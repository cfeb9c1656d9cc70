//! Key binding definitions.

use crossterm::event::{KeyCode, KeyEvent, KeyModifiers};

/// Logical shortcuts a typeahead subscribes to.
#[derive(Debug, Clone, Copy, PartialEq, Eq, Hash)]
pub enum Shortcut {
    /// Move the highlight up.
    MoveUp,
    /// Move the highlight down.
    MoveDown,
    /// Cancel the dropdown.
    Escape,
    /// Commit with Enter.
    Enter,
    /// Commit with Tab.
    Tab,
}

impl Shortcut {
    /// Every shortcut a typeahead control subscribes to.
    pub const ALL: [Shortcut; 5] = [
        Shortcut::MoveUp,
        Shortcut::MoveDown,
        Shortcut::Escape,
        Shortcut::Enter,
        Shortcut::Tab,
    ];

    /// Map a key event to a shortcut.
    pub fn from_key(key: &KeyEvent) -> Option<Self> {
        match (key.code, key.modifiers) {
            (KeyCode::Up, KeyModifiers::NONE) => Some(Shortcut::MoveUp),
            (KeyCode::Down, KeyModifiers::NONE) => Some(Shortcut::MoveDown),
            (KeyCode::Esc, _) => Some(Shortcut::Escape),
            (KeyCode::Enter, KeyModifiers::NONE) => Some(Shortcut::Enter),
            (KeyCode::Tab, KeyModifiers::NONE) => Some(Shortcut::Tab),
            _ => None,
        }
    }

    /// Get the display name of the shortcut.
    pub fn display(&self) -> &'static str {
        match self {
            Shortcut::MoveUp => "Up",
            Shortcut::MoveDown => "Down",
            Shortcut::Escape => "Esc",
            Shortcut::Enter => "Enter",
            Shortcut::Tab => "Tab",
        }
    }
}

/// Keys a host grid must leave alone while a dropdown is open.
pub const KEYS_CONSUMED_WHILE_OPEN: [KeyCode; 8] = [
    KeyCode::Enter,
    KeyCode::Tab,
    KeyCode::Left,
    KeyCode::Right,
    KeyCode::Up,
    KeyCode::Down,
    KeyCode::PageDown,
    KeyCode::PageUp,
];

########################################

Your objective → Repeat every record exactly as written, please.

Output of the task →
repository cfeb9c1656d9cc70
//! Key binding definitions.

use crossterm::event::{KeyCode, KeyEvent, KeyModifiers};

/// Logical shortcuts a typeahead subscribes to.
#[derive(Debug, Clone, Copy, PartialEq, Eq, Hash)]
pub enum Shortcut {
    /// Move the highlight up.
    MoveUp,
    /// Move the highlight down.
    MoveDown,
    /// Cancel the dropdown.
    Escape,
    /// Commit with Enter.
    Enter,
    /// Commit with Tab.
    Tab,
}

impl Shortcut {
    /// Every shortcut a typeahead control subscribes to.
    pub const ALL: [Shortcut; 5] = [
        Shortcut::MoveUp,
        Shortcut::MoveDown,
        Shortcut::Escape,
        Shortcut::Enter,
        Shortcut::Tab,
    ];

    /// Map a key event to a shortcut.
    pub fn from_key(key: &KeyEvent) -> Option<Self> {
        match (key.code, key.modifiers) {
            (KeyCode::Up, KeyModifiers::NONE) => Some(Shortcut::MoveUp),
            (KeyCode::Down, KeyModifiers::NONE) => Some(Shortcut::MoveDown),
            (KeyCode::Esc, _) => Some(Shortcut::Escape),
            (KeyCode::Enter, KeyModifiers::NONE) => Some(Shortcut::Enter),
            (KeyCode::Tab, KeyModifiers::NONE) => Some(Shortcut::Tab),
            _ => None,
        }
    }

    /// Get the display name of the shortcut.
    pub fn display(&self) -> &'static str {
        match self {
            Shortcut::MoveUp => "Up",
            Shortcut::MoveDown => "Down",
            Shortcut::Escape => "Esc",
            Shortcut::Enter => "Enter",
            Shortcut::Tab => "Tab",
        }
    }
}

/// Keys a host grid must leave alone while a dropdown is open.
pub const KEYS_CONSUMED_WHILE_OPEN: [KeyCode; 8] = [
    KeyCode::Enter,
    KeyCode::Tab,
    KeyCode::Left,
    KeyCode::Right,
    KeyCode::Up,
    KeyCode::Down,
    KeyCode::PageDown,
    KeyCode::PageUp,
];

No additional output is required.